_Problem to solve_. Pick each line containing the word "SecurityError" out of the data below.

_Supplied records_.
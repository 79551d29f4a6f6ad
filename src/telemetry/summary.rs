use super::events::{Stage, TelemetryEvent};
use anyhow::{Context, Result};
use serde::Serialize;
use std::collections::BTreeMap;
use std::path::Path;

#[derive(Debug, Clone, Default, PartialEq, Serialize)]
pub struct StageSummary {
    pub count: u64,
    pub successes: u64,
    pub total_ms: u64,
}

impl StageSummary {
    pub fn average_ms(&self) -> f64 {
        if self.count == 0 {
            return 0.0;
        }
        self.total_ms as f64 / self.count as f64
    }

    pub fn success_rate(&self) -> f64 {
        if self.count == 0 {
            return 0.0;
        }
        self.successes as f64 / self.count as f64
    }
}

#[derive(Debug, Clone, Default, PartialEq, Serialize)]
pub struct TelemetrySummary {
    pub stages: BTreeMap<Stage, StageSummary>,
    pub malformed_lines: u64,
}

impl TelemetrySummary {
    pub fn add(&mut self, event: &TelemetryEvent) {
        let entry = self.stages.entry(event.stage).or_default();
        entry.count += 1;
        entry.total_ms = entry.total_ms.saturating_add(event.duration_ms);
        if event.is_success() {
            entry.successes += 1;
        }
    }
}

/// Aggregate a JSONL telemetry file. A missing file is an empty summary.
pub fn summarize(path: &Path) -> Result<TelemetrySummary> {
    let mut summary = TelemetrySummary::default();
    if !path.exists() {
        return Ok(summary);
    }
    let text = std::fs::read_to_string(path)
        .with_context(|| format!("Failed to read telemetry file {}", path.display()))?;
    for line in text.lines().filter(|line| !line.trim().is_empty()) {
        match serde_json::from_str::<TelemetryEvent>(line) {
            Ok(event) => summary.add(&event),
            Err(_) => summary.malformed_lines += 1,
        }
    }
    Ok(summary)
}
pub mod approval;
pub mod defaults;
pub mod policy;
pub mod risk;

pub use approval::{
    ApprovalBroker, ApprovalDecision, AutoDenyBroker, CliApprovalBroker, ConfirmationDecision,
    ConfirmationGate, ConfirmationRequest, ExecutionPermit, Verdict,
};
pub use policy::SandboxPolicy;
pub use risk::{PolicyTable, RiskAssessment, RiskEngine, RiskLevel};
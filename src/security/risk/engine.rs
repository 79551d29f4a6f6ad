use super::types::{PolicyTable, RiskAssessment, RiskLevel};
use crate::config::PolicyConfig;
use crate::error::{ConfigError, SecurityError};
use crate::pipeline::PlanStep;
use crate::security::defaults::{
    DESTRUCTIVE_COMMANDS, GIT_NETWORK_SUBCOMMANDS, NETWORK_COMMANDS, NETWORK_SCHEMES,
};
use crate::security::policy::{SandboxPolicy, is_temp_path, parse_command};
use crate::tools::ToolKind;
use serde_json::Value;
use std::path::Path;
use std::str::FromStr;

/// Argument keys that name a remote endpoint for any tool.
const NETWORK_ARGUMENT_KEYS: &[&str] = &["url", "uri", "endpoint", "webhook", "host"];

/// Pure step classifier: policy table plus argument overrides plus the
/// sandbox policy list. Holds no mutable state, so it is shared freely.
#[derive(Debug, Clone)]
pub struct RiskEngine {
    table: PolicyTable,
    sandbox: SandboxPolicy,
}

#[derive(Default)]
struct Findings {
    level: Option<RiskLevel>,
    reasons: Vec<String>,
    violations: Vec<String>,
    rules: Vec<String>,
}

impl Findings {
    fn force_high(&mut self, rule: &str, reason: String) {
        self.level = Some(RiskLevel::High);
        self.rules.push(rule.to_string());
        self.reasons.push(reason);
    }

    fn violation(&mut self, rule: &str, reason: String) {
        self.rules.push(rule.to_string());
        self.violations.push(reason);
    }
}

impl RiskEngine {
    pub fn new(table: PolicyTable, sandbox: SandboxPolicy) -> Self {
        Self { table, sandbox }
    }

    pub fn from_config(policy: &PolicyConfig, workspace_dir: &Path) -> Result<Self, ConfigError> {
        Ok(Self::new(
            PolicyTable::with_overrides(&policy.risk_overrides)?,
            SandboxPolicy::from_config(policy, workspace_dir),
        ))
    }

    pub fn table(&self) -> &PolicyTable {
        &self.table
    }

    pub fn sandbox(&self) -> &SandboxPolicy {
        &self.sandbox
    }

    /// Classify one step. Unknown tools are rejected rather than guessed.
    pub fn classify(&self, step: &PlanStep) -> Result<RiskAssessment, SecurityError> {
        let base = self
            .table
            .level_for(&step.tool_name)
            .ok_or_else(|| SecurityError::UnknownTool {
                name: step.tool_name.clone(),
            })?;

        let mut findings = Findings::default();
        findings.rules.push(format!("table:{}={base}", step.tool_name));

        match ToolKind::from_str(&step.tool_name) {
            Ok(ToolKind::FileRead) => self.inspect_path_argument(step, &mut findings),
            Ok(ToolKind::FileWrite) => {
                self.inspect_path_argument(step, &mut findings);
                inspect_write_mode(step, &mut findings);
            }
            Ok(ToolKind::ShellCommand) => self.inspect_shell(step, &mut findings),
            _ => {}
        }
        inspect_network_arguments(step, &mut findings);

        let level = findings.level.map_or(base, |forced| forced.max(base));
        let policy_violation = !findings.violations.is_empty();

        let mut rationale = format!("{} is {base} in the policy table", step.tool_name);
        for reason in &findings.reasons {
            rationale.push_str("; ");
            rationale.push_str(reason);
        }
        for violation in &findings.violations {
            rationale.push_str("; policy violation: ");
            rationale.push_str(violation);
        }

        Ok(RiskAssessment::new(
            step,
            level,
            rationale,
            policy_violation,
            findings.rules,
        ))
    }

    fn inspect_path_argument(&self, step: &PlanStep, findings: &mut Findings) {
        let Some(path) = step.arguments.get("path").and_then(Value::as_str) else {
            return;
        };
        if let Err(reason) = self.sandbox.check_path(path) {
            findings.violation("policy:path", reason);
        }
    }

    fn inspect_shell(&self, step: &PlanStep, findings: &mut Findings) {
        let Some(command) = step.arguments.get("command").and_then(Value::as_str) else {
            return;
        };

        if let Err(reason) = self.sandbox.check_command(command) {
            findings.violation("policy:command", reason);
        }

        for segment in parse_command(command) {
            let program = segment.program.as_str();
            if DESTRUCTIVE_COMMANDS.contains(&program) {
                findings.force_high(
                    "override:destructive",
                    format!("destructive command `{program}`"),
                );
            }
            if NETWORK_COMMANDS.contains(&program) {
                findings.force_high("override:network", format!("network command `{program}`"));
            }
            if program == "git"
                && let Some(sub) = segment.args.first()
                && GIT_NETWORK_SUBCOMMANDS.contains(&sub.as_str())
            {
                findings.force_high("override:network", format!("remote git operation `git {sub}`"));
            }
            if let Some(target) = segment.redirect_targets.first()
                && !is_temp_path(target)
            {
                findings.force_high(
                    "override:overwrite",
                    format!("output redirection overwrites `{target}`"),
                );
            }
            if let Some(url) = segment.args.iter().find(|arg| is_network_url(arg)) {
                findings.force_high("override:network", format!("outbound request to {url}"));
            }
        }
    }
}

fn inspect_write_mode(step: &PlanStep, findings: &mut Findings) {
    let mode = step
        .arguments
        .get("mode")
        .and_then(Value::as_str)
        .unwrap_or("create");
    if mode != "overwrite" {
        return;
    }
    let path = step
        .arguments
        .get("path")
        .and_then(Value::as_str)
        .unwrap_or_default();
    if !is_temp_path(path) {
        findings.force_high(
            "override:overwrite",
            format!("overwrites non-temporary file `{path}`"),
        );
    }
}

fn inspect_network_arguments(step: &PlanStep, findings: &mut Findings) {
    for (key, value) in &step.arguments {
        let Some(text) = value.as_str() else {
            continue;
        };
        let keyed = NETWORK_ARGUMENT_KEYS.contains(&key.as_str()) && !text.trim().is_empty();
        if keyed || is_network_url(text) {
            findings.force_high(
                "override:network",
                format!("argument `{key}` targets the network"),
            );
        }
    }
}

fn is_network_url(text: &str) -> bool {
    let trimmed = text.trim();
    if trimmed.contains(char::is_whitespace) {
        return false;
    }
    url::Url::parse(trimmed)
        .is_ok_and(|url| NETWORK_SCHEMES.contains(&url.scheme()) && url.has_host())
}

_Exercise output_.
use crate::error::{ConfigError, SecurityError};
    pub fn classify(&self, step: &PlanStep) -> Result<RiskAssessment, SecurityError> {
            .ok_or_else(|| SecurityError::UnknownTool {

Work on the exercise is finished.